- _Available data_:
_ _ _ _

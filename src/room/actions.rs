//! Room actions: the message-driven transitions a connection can trigger,
//! and the phase-driver functions the timer loops hand control back to.

use std::collections::HashMap;
use std::sync::Arc;
use std::time::Duration;

use sha2::{Digest, Sha256};

use crate::server::error::RoomError;
use crate::solver::{self, SolveMode, SolveResult};

use super::model::{
    next_seat, unix_now, wrap_pile, DiscardEvent, Player, Room, RoomInner, RoomState, TurnPhase,
};
use super::timers;

const LOG_TARGET: &str = "room";

/// Content-addresses a hand for the solver cache key. Cryptographic
/// strength isn't needed here, `sha2` is used only because it is already
/// on the dependency tree for other purposes.
fn hand_hash(hand: &[String]) -> String {
    let mut sorted: Vec<&str> = hand.iter().map(String::as_str).collect();
    sorted.sort_unstable();
    let mut hasher = Sha256::new();
    hasher.update(sorted.join("|").as_bytes());
    hex::encode(hasher.finalize())
}

/// Picks the tile a timed-out player auto-discards: lowest rank first,
/// jokers last, ties broken by the raw byte order of the color letter
/// (`B < G < K < R`). This is a distinct ordering from the solver's own
/// `unusedTiles` sort, which ranks colors `R < B < G < K` instead — both
/// orderings are load-bearing as written and must not be unified.
fn pick_auto_discard_index(hand: &[String]) -> usize {
    fn sort_key(tile: &str) -> (bool, u8, i16) {
        if tile.starts_with("JOKER") {
            return (true, 0, i16::MAX);
        }
        let bytes = tile.as_bytes();
        if bytes.len() < 3 {
            return (false, 0, 0);
        }
        let color = bytes[0];
        let rank: i16 = tile.get(1..3).and_then(|s| s.parse().ok()).unwrap_or(0);
        (false, color, rank)
    }

    let mut best = 0usize;
    let mut best_key = sort_key(&hand[0]);
    for (i, tile) in hand.iter().enumerate().skip(1) {
        let key = sort_key(tile);
        let (joker, color, rank) = key;
        let (best_joker, best_color, best_rank) = best_key;
        let better = if best_joker && !joker {
            true
        } else if joker && !best_joker {
            false
        } else if rank != best_rank {
            rank < best_rank
        } else {
            color < best_color
        };
        if better {
            best = i;
            best_key = key;
        }
    }
    best
}

fn recalc_pile_owners(inner: &mut RoomInner) {
    let s1 = inner.dealer_seat;
    let s2 = next_seat(s1);
    let s3 = next_seat(s2);
    let s4 = next_seat(s3);
    for pile in 1..=15u8 {
        let owner = match pile {
            1..=4 => s1,
            5..=8 => s2,
            9..=12 => s3,
            _ => s4,
        };
        inner.pile_owners.insert(pile, owner);
    }
}
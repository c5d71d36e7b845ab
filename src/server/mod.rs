pub mod bootstrap;
pub mod error;
mod logging;
pub mod messages;
pub mod routes;
mod ws;

pub use bootstrap::{run_server, ServerConfig};
pub use error::RoomError;
pub use routes::{build_router, AppState};
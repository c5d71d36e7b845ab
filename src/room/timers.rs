//! Generation-tagged timer scheduling.
//!
//! Every background tick is tagged with the generation it was spawned
//! under. A room bumps its relevant generation counter on every phase
//! transition or cancellation; a tick whose generation has gone stale by
//! the time it fires is expected to no-op rather than panic or retry.

use std::sync::Arc;
use std::time::Duration;

use super::model::Room;

/// Repeats `on_tick` once per `period` until it returns `false`, then stops.
/// A snapshot broadcast follows every tick, so connected clients see each
/// intermediate state rather than just the end result.
pub(crate) fn spawn_interval_until<F>(room: Arc<Room>, period: Duration, mut on_tick: F)
where
    F: FnMut(&Arc<Room>) -> bool + Send + 'static,
{
    tokio::spawn(async move {
        loop {
            tokio::time::sleep(period).await;
            let keep_going = on_tick(&room);
            room.broadcast_snapshot();
            if !keep_going {
                return;
            }
        }
    });
}

/// Fires `on_fire` exactly once after `delay`. Used for the per-turn timer
/// and the intermission countdown, both single-shot transitions.
pub(crate) fn spawn_after<F>(room: Arc<Room>, delay: Duration, on_fire: F)
where
    F: FnOnce(&Arc<Room>) + Send + 'static,
{
    tokio::spawn(async move {
        tokio::time::sleep(delay).await;
        on_fire(&room);
        room.broadcast_snapshot();
    });
}
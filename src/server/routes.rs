//! Router assembly: health check, the `/ws` upgrade endpoint, and the
//! shared state every connection handler closes over.

use std::sync::Arc;

use axum::middleware;
use axum::routing::get;
use axum::Router;
use tower_http::cors::{Any, CorsLayer};

use crate::registry::Registry;

use super::logging::log_requests;
use super::ws::ws_handler;

#[derive(Clone)]
pub struct AppState {
    pub registry: Arc<Registry>,
}

pub fn build_router(registry: Arc<Registry>) -> Router {
    let cors = CorsLayer::new()
        .allow_origin(Any)
        .allow_methods(Any)
        .allow_headers(Any);

    Router::new()
        .route("/health", get(health))
        .route("/ws", get(ws_handler))
        .layer(middleware::from_fn(log_requests))
        .layer(cors)
        .with_state(AppState { registry })
}

async fn health() -> &'static str {
    "ok"
}
//! A single WebSocket client: its outbound queue and the mutable identity
//! bindings (`userId`/`roomId`) a message handler fills in as it processes
//! `HELLO`/`ROOM_JOIN`.

use axum::extract::ws::Message;
use parking_lot::Mutex;
use serde::Serialize;
use tokio::sync::mpsc;
use uuid::Uuid;

use crate::server::messages::OutMsg;

const LOG_TARGET: &str = "connection";

/// Outbound queue depth before a slow reader starts losing messages, using
/// a non-blocking-send-or-drop policy so one stalled client never
/// back-pressures the rest of a room.
pub const SEND_QUEUE_CAPACITY: usize = 64;

pub struct Connection {
    pub id: Uuid,
    outbound: mpsc::Sender<Message>,
    pub user_id: Mutex<Option<String>>,
    pub room_id: Mutex<Option<String>>,
}

impl Connection {
    pub fn new() -> (std::sync::Arc<Self>, mpsc::Receiver<Message>) {
        let (tx, rx) = mpsc::channel(SEND_QUEUE_CAPACITY);
        let conn = std::sync::Arc::new(Self {
            id: Uuid::new_v4(),
            outbound: tx,
            user_id: Mutex::new(None),
            room_id: Mutex::new(None),
        });
        (conn, rx)
    }

    pub fn user_id(&self) -> Option<String> {
        self.user_id.lock().clone()
    }

    pub fn room_id(&self) -> Option<String> {
        self.room_id.lock().clone()
    }

    pub fn set_user_id(&self, user_id: String) {
        *self.user_id.lock() = Some(user_id);
    }

    pub fn set_room_id(&self, room_id: Option<String>) {
        *self.room_id.lock() = room_id;
    }

    /// Enqueues a text frame, dropping it silently if the client is too slow
    /// to keep up — a stalled client should never back-pressure a room.
    pub fn send(&self, out: &OutMsg) {
        self.send_value(out)
    }

    fn send_value(&self, value: &impl Serialize) {
        let text = match serde_json::to_string(value) {
            Ok(t) => t,
            Err(err) => {
                tracing::error!(target: LOG_TARGET, %err, "failed to serialize outbound message");
                return;
            }
        };
        if self.outbound.try_send(Message::Text(text)).is_err() {
            tracing::debug!(target: LOG_TARGET, conn_id = %self.id, "outbound queue full, dropping message");
        }
    }
}
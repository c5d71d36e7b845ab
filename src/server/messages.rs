//! Wire message envelopes and per-type payloads for the `/ws` protocol.

use serde::{Deserialize, Serialize};
use serde_json::Value;

#[derive(Debug, Deserialize)]
pub struct InMsg {
    pub t: String,
    #[serde(rename = "reqId", default)]
    pub req_id: Option<String>,
    #[serde(default)]
    pub p: Value,
}

#[derive(Debug, Serialize)]
pub struct OutMsg {
    pub t: String,
    #[serde(rename = "reqId", skip_serializing_if = "Option::is_none")]
    pub req_id: Option<String>,
    #[serde(skip_serializing_if = "Option::is_none")]
    pub p: Option<Value>,
}

impl OutMsg {
    pub fn new(t: impl Into<String>, req_id: Option<String>, payload: impl Serialize) -> Self {
        Self {
            t: t.into(),
            req_id,
            p: serde_json::to_value(payload).ok(),
        }
    }

    pub fn bare(t: impl Into<String>) -> Self {
        Self {
            t: t.into(),
            req_id: None,
            p: None,
        }
    }
}

#[derive(Debug, Serialize)]
pub struct ErrPayload {
    pub code: &'static str,
    pub msg: String,
}

#[derive(Debug, Deserialize, Default)]
pub struct HelloPayload {
    #[serde(rename = "userId", default)]
    pub user_id: String,
}

#[derive(Debug, Deserialize, Default)]
pub struct RoomCreatePayload {
    #[serde(rename = "userId", default)]
    pub user_id: String,
    #[serde(default)]
    pub config: Option<RoomConfigInput>,
}

#[derive(Debug, Deserialize, Default)]
pub struct RoomConfigInput {
    #[serde(rename = "gameMode", default)]
    pub game_mode: Option<String>,
    #[serde(rename = "penaltyMode", default)]
    pub penalty_mode: Option<String>,
    #[serde(rename = "handCount", default)]
    pub hand_count: Option<i32>,
}

#[derive(Debug, Deserialize, Default)]
pub struct RoomJoinPayload {
    #[serde(rename = "userId", default)]
    pub user_id: String,
    #[serde(rename = "roomId", default)]
    pub room_id: String,
}

#[derive(Debug, Deserialize, Default)]
pub struct DiceStopPayload {
    #[serde(rename = "userId", default)]
    pub user_id: String,
    #[serde(rename = "roomId", default)]
    pub room_id: String,
}

#[derive(Debug, Deserialize, Default)]
pub struct DrawPayload {
    #[serde(rename = "userId", default)]
    pub user_id: String,
    #[serde(rename = "roomId", default)]
    pub room_id: String,
}

#[derive(Debug, Deserialize, Default)]
pub struct DiscardPayload {
    #[serde(rename = "userId", default)]
    pub user_id: String,
    #[serde(rename = "roomId", default)]
    pub room_id: String,
    #[serde(rename = "tileId", default)]
    pub tile_id: String,
}

#[derive(Debug, Deserialize, Default)]
pub struct MeldSuggestPayload {
    #[serde(rename = "roomId", default)]
    pub room_id: String,
    #[serde(rename = "userId", default)]
    pub user_id: String,
    #[serde(default)]
    pub mode: String,
}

_ _ _ _

- _Task goal_:
Find the number of lines in the listing that carry the word "hasher". Only that figure should appear in the reply.

- _Answer to this exercise_:
3